Charles Waterton was born on 3rd June 1782 at Walton Hall. His ancestry is too long and full of significant characters from history to be covered in detail here. Suffice to say that if he had been on Who Do You Think You Are, the episode would comfortably have trumped that of Danny Dyer.

Forebears can be traced back to the Norman conquest and include saints, European royal families and a participant at the Battle of Agincourt. Waterton could also claim descent from Sir Thomas More - a clock that had belonged to More once resided at Walton Hall.

The link to More is a significant one. Both More and the Watertons were devout Catholics. More got his head chopped off for his troubles, while the Watertons' decision to stay Catholic after the Reformation meant that the family was somewhat side-tracked from high society.

They seem to have held on to at least some of their land and wealth, though, and Charles was a staunch Catholic all his life. He had strong links with the Vatican, as did his son Edmund, and even had his own priest and holy quarters at Walton Hall, so he could take Mass at home.

His schooldays appear to have been happy on the whole, but he was not one to knuckle down to academic studies. He was always chasing after and catching animals - he was once found scaling one of the school's towers - and by his own account was elected chief 'ratter' at the school.

Fortunately, at Stonyhurst college in Lancashire, his Jesuit teachers appear to have been quite progressive and encouraged his love of the natural world. In return, it seems Charles respected his teachers because when one of the tutors suggested he should abstain from alcohol in order to live a better life, Charles agreed never to touch a drop.

Pretty much as soon as he left school, Waterton began travelling, firstly to Europe. He idled about in Spain for a while, till he had to flee an outbreak of yellow fever (which also went under the more colourful name of the black vomit).

Having avoided the black vomit, he caught pneumonia shortly after. Some sources say it was to recover from this bout of illness that he was sent to the warmer climes of South America. Other sources say he simply offered to take charge of his uncle's estate near Georgetown, in British Guyana. For a young man with a taste for travel who needed to convalesce, it was probably a bit of both.

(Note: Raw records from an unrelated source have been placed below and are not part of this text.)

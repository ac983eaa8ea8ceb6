use rustfft::{num_complex::Complex, FftPlanner};

use super::buffer::AudioBuffer;

/// Non-negative half of a real signal's spectrum.
#[derive(Clone, Debug)]
pub struct SpectralFrame {
    /// floor(len / 2) + 1 coefficients, unnormalized
    pub bins: Vec<Complex<f64>>,
    /// Center frequency of each bin in Hz (bin 0 is exactly 0 Hz)
    pub frequencies: Vec<f64>,
    /// Time-domain length the frame was computed from
    pub len: usize,
}

impl SpectralFrame {
    pub fn num_bins(&self) -> usize {
        self.bins.len()
    }
}

/// Bin-to-frequency map for an `n`-point real transform, `k * sample_rate / n`.
pub fn frequency_map(n: usize, sample_rate: u32) -> Vec<f64> {
    let sr = sample_rate as f64;
    (0..n / 2 + 1).map(|k| k as f64 * sr / n as f64).collect()
}

/// Forward real DFT. Works for any length; the planner picks mixed-radix or
/// Bluestein depending on the factors of `n`.
pub fn forward(buffer: &AudioBuffer) -> SpectralFrame {
    let n = buffer.len();
    let mut planner = FftPlanner::<f64>::new();
    let fft = planner.plan_fft_forward(n);

    let mut scratch: Vec<Complex<f64>> = buffer
        .samples
        .iter()
        .map(|&s| Complex::new(s, 0.0))
        .collect();
    fft.process(&mut scratch);
    scratch.truncate(n / 2 + 1);

    SpectralFrame {
        bins: scratch,
        frequencies: frequency_map(n, buffer.sample_rate),
        len: n,
    }
}

/// Inverse real DFT back to exactly `frame.len` samples.
///
/// The negative-frequency half is rebuilt as the conjugate mirror. Imaginary
/// parts of the DC bin and, for even lengths, the Nyquist bin cannot exist in a
/// real signal and are dropped.
pub fn inverse(frame: &SpectralFrame) -> Vec<f64> {
    let n = frame.len;
    assert_eq!(frame.bins.len(), n / 2 + 1, "spectral frame does not match its length");

    let mut full = vec![Complex::new(0.0, 0.0); n];
    full[..frame.bins.len()].copy_from_slice(&frame.bins);
    full[0].im = 0.0;
    if n % 2 == 0 && n > 1 {
        full[n / 2].im = 0.0;
    }
    for k in 1..(n + 1) / 2 {
        full[n - k] = full[k].conj();
    }

    let mut planner = FftPlanner::<f64>::new();
    let ifft = planner.plan_fft_inverse(n);
    ifft.process(&mut full);

    // rustfft leaves the inverse unnormalized
    let scale = 1.0 / n as f64;
    full.iter().map(|c| c.re * scale).collect()
}
mod audio;
mod cli;
mod config;
mod encode;
mod error;
mod pipeline;

use anyhow::{Context, Result};
use clap::error::ErrorKind;
use clap::Parser;

use cli::Cli;
use pipeline::PipelineConfig;

fn main() -> Result<()> {
    let cli = match Cli::try_parse() {
        Ok(cli) => cli,
        Err(err) if matches!(err.kind(), ErrorKind::DisplayHelp | ErrorKind::DisplayVersion) => {
            err.exit()
        }
        Err(err) => {
            let _ = err.print();
            std::process::exit(1);
        }
    };

    env_logger::Builder::from_env(env_logger::Env::default().default_filter_or(cli.default_log_filter()))
        .format_timestamp_millis()
        .init();

    // Parameters only change when a config file is passed explicitly
    let params = match cli.config {
        Some(ref path) => match config::load_config(path) {
            Ok(params) => {
                log::info!("Loaded config from {}", path.display());
                params
            }
            Err(err) => {
                log::warn!("Ignoring config {}: {:#}", path.display(), err);
                PipelineConfig::default()
            }
        },
        None => PipelineConfig::default(),
    };

    log::info!("engine-loop - loop asset filter");
    log::info!("Input: {}", cli.input.display());
    log::info!("Output: {}", cli.output.display());
    log::debug!("Parameters: {:?}", params);

    let report = pipeline::run(&cli.input, &cli.output, &params)
        .with_context(|| format!("Failed to build loop from {}", cli.input.display()))?;

    println!("{}", report);
    Ok(())
}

The plantation in British Guyana was called... Walton Hall. I found the fact that there is an estate in South America with the same name as the estate in Wakefield an enthralling aspect of this tale. However, there is a darker side to the story, as Walton Hall in Guyana was a sugar plantation employing numerous slaves.


Charles arrived in 1804 and by 1805 his father had died. Thus, the son inherited both Walton Halls, along with the Guyanan workforce
of forced labour.

There are two ways of looking at this: it seems that the Watertons made a portion of their wealth from a connection with the slave trade, but on the other hand, Charles' involvement did not last long and it is well documented that he was opposed to the slave trade, calling it 'the Devil's invention'.

The Watertons were certainly not alone in making money using slave labour. In the 17th and 18th century, much of the country's fortune was built on it and we can still see the legacy of this heinous trade in the shape of many of the grand houses scattered around the country, such as Harewood House.

Charles Waterton argued against it in print and said it could never be defended. With so many people making so much cash out of it, though, it must have felt like a hopeless battle. Waterton chose to oppose the practice by showing kindness and respect to the slaves on the plantations. Others dedicated their whole lives to its abolition.

Charles sold the plantation in 1812. His main motivation may well have been a lack of interest in it, together with his distaste for slavery, but it may have been partly economic too. Trading in slaves had been abolished in 1807 and the sugar trade was taking a hit due to Britain's wars with France.

He was much more interested in exploring the country and between 1812 (from when he was no longer shackled to the plantation) till 1824, he took four epic journeys into the Guyanan hinterland. Often he walked barefoot, even in the rainy season, and reached as far as Brazil.

His diet during these expeditions was equally extraordinary. He returned with tales of eating monkey, anteater and wasp grubs. Mercifully, the invention of television was still over a hundred years away, otherwise someone may have had the idea of dropping people in the jungle and making them eat disgusting food earlier.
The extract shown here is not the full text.